Generation Ship by Michael Mammay
My rating: 3 of 5 stars
I ended up liking this book, but my approval is a bit...tepid. That's because despite its being nominally "science fiction," it is rather light on the science. Especially with the setting of a 250-year-old generation ship, which is a dicey proposition at best, and there is precious little info given as to how this ship actually works. The author is far more concerned with shipboard politics, factions and revolutions. This overriding theme runs through the first three-quarters of the book, and the sudden turn in the last chapters to a tale of first contact is somewhat disconcerting. Not that the aliens found on the planet aren't interesting, but it feels like we should have spent a lot more time with them instead of all the political machinations.

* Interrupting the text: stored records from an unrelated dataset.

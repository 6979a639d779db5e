use crate::models::ScoredCandidate;

/// Per-viewer presentation queue with a cursor
///
/// Created on every (re)load of candidates. Skips and likes of the current
/// candidate advance the cursor. Liking an upcoming candidate drops them
/// from the queue, so they are not shown again. A reload replaces the
/// whole session.
#[derive(Debug, Clone, Default)]
pub struct RankingSession {
    viewer_id: String,
    queue: Vec<ScoredCandidate>,
    cursor: usize,
}

impl RankingSession {
    pub fn new(viewer_id: impl Into<String>, queue: Vec<ScoredCandidate>) -> Self {
        Self {
            viewer_id: viewer_id.into(),
            queue,
            cursor: 0,
        }
    }

    pub fn viewer_id(&self) -> &str {
        &self.viewer_id
    }

    pub fn queue(&self) -> &[ScoredCandidate] {
        &self.queue
    }

    pub fn cursor(&self) -> usize {
        self.cursor
    }

    /// Candidate under the cursor, `None` once the queue is exhausted
    pub fn current(&self) -> Option<&ScoredCandidate> {
        self.queue.get(self.cursor)
    }

    /// Candidates not yet skipped or liked, including the current one
    pub fn remaining(&self) -> usize {
        self.queue.len().saturating_sub(self.cursor)
    }

    pub fn is_exhausted(&self) -> bool {
        self.current().is_none()
    }

    /// Move past the current candidate, returning the new current one
    pub fn advance(&mut self) -> Option<&ScoredCandidate> {
        if self.cursor < self.queue.len() {
            self.cursor += 1;
        }
        self.current()
    }

    /// Record a like of `target_id`
    ///
    /// Liking the current candidate advances the cursor. Liking one further
    /// down the queue removes them. Candidates already passed are left
    /// alone. Returns whether the session changed.
    pub fn mark_liked(&mut self, target_id: &str) -> bool {
        let Some(offset) = self.queue[self.cursor..]
            .iter()
            .position(|candidate| candidate.user_id() == target_id)
        else {
            return false;
        };

        if offset == 0 {
            self.cursor += 1;
        } else {
            self.queue.remove(self.cursor + offset);
        }
        true
    }
}

#[cfg(test)]
mod tests {
    use super::*;
    use crate::models::Profile;

    fn create_session(ids: &[&str]) -> RankingSession {
        let queue = ids
            .iter()
            .map(|id| ScoredCandidate::unranked(Profile::new(*id, *id)))
            .collect();
        RankingSession::new("viewer", queue)
    }

    #[test]
    fn test_advance_walks_queue() {
        let mut session = create_session(&["a", "b"]);

        assert_eq!(session.current().map(|c| c.user_id()), Some("a"));
        assert_eq!(session.remaining(), 2);

        assert_eq!(session.advance().map(|c| c.user_id()), Some("b"));
        assert!(session.advance().is_none());
        assert!(session.is_exhausted());

        // Stays put once exhausted
        assert!(session.advance().is_none());
        assert_eq!(session.cursor(), 2);
        assert_eq!(session.remaining(), 0);
    }

    fn ids(session: &RankingSession) -> Vec<&str> {
        session.queue().iter().map(|c| c.user_id()).collect()
    }

    #[test]
    fn test_like_current_advances() {
        let mut session = create_session(&["a", "b"]);

        assert!(session.mark_liked("a"));
        assert_eq!(session.cursor(), 1);
        assert_eq!(session.current().map(|c| c.user_id()), Some("b"));
    }

    #[test]
    fn test_like_upcoming_removes_from_queue() {
        let mut session = create_session(&["a", "b", "c"]);

        assert!(session.mark_liked("c"));
        assert_eq!(session.cursor(), 0);
        assert_eq!(ids(&session), vec!["a", "b"]);

        // Skipping through never shows the liked candidate again
        assert_eq!(session.advance().map(|c| c.user_id()), Some("b"));
        assert!(session.advance().is_none());
    }

    #[test]
    fn test_like_passed_or_unknown_is_ignored() {
        let mut session = create_session(&["a", "b"]);
        session.advance();

        assert!(!session.mark_liked("a"));
        assert!(!session.mark_liked("zed"));
        assert_eq!(ids(&session), vec!["a", "b"]);
        assert_eq!(session.cursor(), 1);
    }

    #[test]
    fn test_empty_session() {
        let mut session = create_session(&[]);
        assert!(session.is_exhausted());
        assert!(!session.mark_liked("a"));
        assert_eq!(session.viewer_id(), "viewer");
    }
}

The characters are also not delved into in any great depth. For example, one of several viewpoint characters, scientist Sheila Jackson, is written as if she is somewhere on the autism spectrum, but that's not explored in any detail. That aspect of her personality would be important to the plot, and it feels strange that it's not addressed. The characters are also not differentiated enough to make a lasting impression and became hard to tell apart after a while, even with chapter headings stating which character is taking center stage for the chapter.
Bottom line: this book was pleasant enough for what it is, but it is also eminently forgettable. I really like my generation ship space operas to have better characters and science.